DECISION and ORDER
WILLIAM G. YOUNG, District Judge.2I. INTRODUCTION
Plaintiff Danielle Crosse (“Crosse”) brings this action against Carolyn W. Col-vin, the Acting Commissioner of the Social Security Administration (the “Commissioner” or the “Agency”), seeking the reversal of the Commissioner’s determination that Crosse is not entitled to disability insurance benefits pursuant to Title II of the Social Security Act (the “Act”). Am. Compl. ¶ 2, ECF No. 4.
A. Procedural History
On April 7, 2010, Crosse filed a Title II application for disability insurance benefits, alleging disability beginning July 31, 2005 with a last date insured of December 30, 2011. Administrative R. (“Admin. R.”) 29, 598, ECF No. 8. The Agency denied Crosse’s applications on August 24, 2010, and Crosse subsequently filed a written request for a hearing.
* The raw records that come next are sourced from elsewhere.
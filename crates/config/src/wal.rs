//! Durable-log (write-ahead) configuration

use std::path::PathBuf;
use std::time::Duration;

use serde::Deserialize;

use crate::error::{ConfigError, Result};

/// Configuration for the RocksDB-backed durable log
///
/// Present only when queues should survive in durable storage; its absence
/// from [`crate::EngineConfig`] selects pure in-memory queues.
#[derive(Debug, Clone, Deserialize)]
#[serde(default)]
pub struct WalConfig {
    /// Directory holding the log (created if missing).
    /// Default: "data/wal"
    pub path: PathBuf,

    /// Store-level compaction TTL for log entries. Entries older than this
    /// become eligible for removal regardless of explicit purges.
    /// Default: 300s
    #[serde(with = "humantime_serde")]
    pub ttl: Duration,

    /// Upper bound for RocksDB's own write-ahead files, in megabytes.
    /// Default: 20480
    pub wal_size_limit_mb: u64,

    /// Fsync writes instead of fdatasync.
    /// Default: true
    pub use_fsync: bool,
}

impl Default for WalConfig {
    fn default() -> Self {
        Self {
            path: PathBuf::from("data/wal"),
            ttl: Duration::from_secs(300),
            wal_size_limit_mb: 20_480,
            use_fsync: true,
        }
    }
}

impl WalConfig {
    /// Set the log directory
    pub fn with_path(mut self, path: impl Into<PathBuf>) -> Self {
        self.path = path.into();
        self
    }

    /// Set the entry TTL
    pub fn with_ttl(mut self, ttl: Duration) -> Self {
        self.ttl = ttl;
        self
    }

    /// Check the section for unusable values
    pub fn validate(&self) -> Result<()> {
        if self.path.as_os_str().is_empty() {
            return Err(ConfigError::invalid("wal.path", "must not be empty"));
        }
        Ok(())
    }
}

#[cfg(test)]
mod tests {
    use super::*;

    #[test]
    fn test_default_config_is_valid() {
        let config = WalConfig::default();
        assert_eq!(config.path, PathBuf::from("data/wal"));
        assert_eq!(config.ttl, Duration::from_secs(300));
        assert_eq!(config.wal_size_limit_mb, 20_480);
        assert!(config.use_fsync);
        config.validate().unwrap();
    }

    #[test]
    fn test_empty_path_rejected() {
        assert!(WalConfig::default().with_path("").validate().is_err());
    }

    #[test]
    fn test_deserialize_partial_section() {
        let config: WalConfig =
            serde_json::from_str(r#"{"path": "/tmp/sp", "ttl": "1h"}"#).unwrap();
        assert_eq!(config.path, PathBuf::from("/tmp/sp"));
        assert_eq!(config.ttl, Duration::from_secs(3600));
        assert!(config.use_fsync);
    }
}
Id. That hearing, which Crosse attended, was held on March 14, 2012. Following the hearing, the Administrative Law (“hearing officer”) denied her application on May 25, 2012. Id. at 39. Crosse appealed to the Agency’s Appeals Council, which denied her claim on August 6, 2012. Admin. R. 11. Crosse filed her original complaint with the district court on September 28, 2012. Compl., ECF No. 1. After receiving and reviewing new evidence that post-dated the hearing officer’s decision, the Appeals Council reconsidered its August 2012 decision but again denied Crosse’s claim on October 9, 2012. Admin. R. 6. Crosse filed an amended complaint with the district court on October 16, 2012. *171Am. Compl., ECF No. 4. After the Commissioner produced the administrative record, Crosse filed her brief on April 19, 2013. Pl.’s Br. Pursuant Gen. Order No. 18 (“Pl.’s Br.”), ECF No. 15. The Commissioner opposed on May 31, 2013. Def.’s Br. Pursuant Gen. Order No. 18 (“Def.’s Br.”), ECF No. 16.
B. Factual History
The bulk of the factual background at issue in this case is not relevant to this opinion. For the sake of concision, and in order to protect the privacy of the parties as much as possible, this Court summarizes only those facts necessary to understand the legal issues involved.
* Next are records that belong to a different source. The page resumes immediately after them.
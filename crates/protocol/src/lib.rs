//! Spillway Protocol - core vocabulary for the ingestion gateway
//!
//! This crate provides the foundational types that flow through the pipeline:
//! - `Row` - an ordered field-name-to-value mapping, opaque to the core
//! - `TableRef` / `PartitionIndex` / `RowQueueKey` - destination identity
//! - `OffsetToken` - position-plus-epoch token attached to every sent row
//! - `EnqueueAck` - the accept/reject counts returned to producers
//!
//! # Design Principles
//!
//! - **Order-preserving rows**: rows keep their JSON field order end to end
//!   (`serde_json` with `preserve_order`), so what a producer sent is what
//!   the sink receives.
//! - **Strict parsing**: offset tokens and payload bodies either parse fully
//!   or fail with a typed error; nothing degrades to a silent default.
//! - **Cheap keys**: queue keys are owned strings plus an integer partition,
//!   hashable and printable, with the durable-log key layout in one place.

mod ack;
mod error;
mod row;
mod table;
mod token;

pub use ack::{EnqueueAck, PARSE_FAILURE_MESSAGE};
pub use error::ProtocolError;
pub use row::{Row, parse_rows, row_from_text, row_to_text};
pub use table::{PartitionIndex, RowQueueKey, TableRef};
pub use token::OffsetToken;

/// Result type for protocol operations
pub type Result<T> = std::result::Result<T, ProtocolError>;
//! Spillway Buffer - partition row queues and their registry
//!
//! Producers append row batches to per-partition queues and get an
//! immediate accept/reject count back; the drain side pops rows one at a
//! time in strict enqueue order. Queues are either purely in-memory
//! (bounded, rows lost on crash) or WAL-backed (unbounded, every accepted
//! row durable before the ack).
//!
//! # Design
//!
//! - One mutex per queue guards the append/pop state; the critical section
//!   is O(1) plus, in WAL mode, one RocksDB write.
//! - Pop-side exclusivity (at most one drainer per queue) is NOT enforced
//!   here - the drain scheduler's work set guarantees it. The queue only
//!   guarantees that whatever interleaving happens, offsets come out in
//!   order, each at most once.
//! - The registry hands out queues keyed by (database, schema, table,
//!   partition), assigning partitions round-robin for configured
//!   high-volume tables and partition 0 for everything else.

mod queue;
mod registry;

pub use queue::{BatchOutcome, QueueEntry, RowQueue};
pub use registry::BufferRegistry;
Crosse, who was 44 years old at the date of the 2012 hearing, attended school through eleventh grade, though she did not finish high school. Admin. R. 599, 600. She subsequently obtained certification as a licensed practical nurse and later graduated from massage school. Admin. R. 332, 600. She worked as a . horse groomer in 2004 and a licensed practical nurse up until 2005. She then attended massage school, and following her graduation in 2007, she owned her own massage business for a short time. She subsequently worked as a bookkeeper for her son’s construction business in 2008. PL’s Br. 8.
Crosse lives with her husband. PL’s Br. 8. She has two grown children, neither of whom live with her. Admin. R. 599. At the hearing, Crosse reported suffering from severe depression, anxiety, bipolar disorder, panic disorder, and personality disorder. Admin. R. 598.
II. LEGAL STANDARDS
A. Standard of Review
As this Court recently summarized: A district court reviewing a decision of the Commissioner to deny social security disability benefits must make two inquiries. The court must first determine whether the Commissioner applied the correct legal standards to an application for benefits and then must decide whether the Commissioner’s findings of fact are supported by substantial evidence.
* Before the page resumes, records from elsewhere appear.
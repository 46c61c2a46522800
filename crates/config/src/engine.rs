//! Composed engine configuration

use serde::Deserialize;

use crate::buffer::BufferConfig;
use crate::drain::DrainConfig;
use crate::error::Result;
use crate::wal::WalConfig;

/// Everything the ingest engine needs, composed from the section configs.
///
/// All sections are optional with sensible defaults. Leaving `wal` unset
/// selects in-memory queues; setting it makes every queue WAL-backed.
#[derive(Debug, Clone, Default, Deserialize)]
#[serde(default)]
pub struct EngineConfig {
    /// Partition queue and registry settings
    pub buffer: BufferConfig,

    /// Scheduler and worker pool settings
    pub drain: DrainConfig,

    /// Durable-log settings; `None` means in-memory queues
    pub wal: Option<WalConfig>,
}

impl EngineConfig {
    /// Set the buffer section
    pub fn with_buffer(mut self, buffer: BufferConfig) -> Self {
        self.buffer = buffer;
        self
    }

    /// Set the drain section
    pub fn with_drain(mut self, drain: DrainConfig) -> Self {
        self.drain = drain;
        self
    }

    /// Enable WAL-backed queues
    pub fn with_wal(mut self, wal: WalConfig) -> Self {
        self.wal = Some(wal);
        self
    }

    /// Shorthand for `buffer.with_high_volume_tables`
    pub fn with_high_volume_tables<I, S>(mut self, tables: I) -> Self
    where
        I: IntoIterator<Item = S>,
        S: Into<String>,
    {
        self.buffer = self.buffer.with_high_volume_tables(tables);
        self
    }

    /// Shorthand for `buffer.with_max_shards_per_table`
    pub fn with_max_shards_per_table(mut self, shards: u32) -> Self {
        self.buffer = self.buffer.with_max_shards_per_table(shards);
        self
    }

    /// Validate every section
    pub fn validate(&self) -> Result<()> {
        self.buffer.validate()?;
        self.drain.validate()?;
        if let Some(wal) = &self.wal {
            wal.validate()?;
        }
        Ok(())
    }
}

#[cfg(test)]
mod tests {
    use super::*;

    #[test]
    fn test_default_config_is_valid() {
        let config = EngineConfig::default();
        assert!(config.wal.is_none());
        config.validate().unwrap();
    }

    #[test]
    fn test_validation_cascades_into_sections() {
        let config = EngineConfig::default().with_drain(DrainConfig::default().with_worker_count(0));
        assert!(config.validate().is_err());

        let config = EngineConfig::default().with_wal(WalConfig::default().with_path(""));
        assert!(config.validate().is_err());
    }

    #[test]
    fn test_deserialize_full_document() {
        let config: EngineConfig = serde_json::from_str(
            r#"{
                "buffer": {"max_row_count": 100, "high_volume_tables": ["hits"], "max_shards_per_table": 4},
                "drain": {"worker_count": 2},
                "wal": {"path": "/tmp/spillway"}
            }"#,
        )
        .unwrap();
        assert_eq!(config.buffer.max_row_count, 100);
        assert_eq!(config.drain.worker_count, 2);
        assert!(config.wal.is_some());
        config.validate().unwrap();
    }
}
Walsh v. Colvin, No. 12-cv-00933 (WGY), 2014 WL 1239117, at *6 (N.D.N.Y. Mar. 25, 2014) (citing Moran v. Astrue, 569 F.3d 108, 112 (2d Cir.2009)). Substantial evidence, in turn, is a permissive standard, requiring only “such relevant evidence as a reasonable mind might accept as adequate to support a conclusion.” Id. (internal citation and quotation marks omitted); see also Brault v. Soc. Sec. Admin., Comm’r, 683 F.3d 443, 448 (2d Cir.2012) (observing that substantial evidence is “a very deferential standard of review-even more so than the ‘clearly erroneous’ standard”).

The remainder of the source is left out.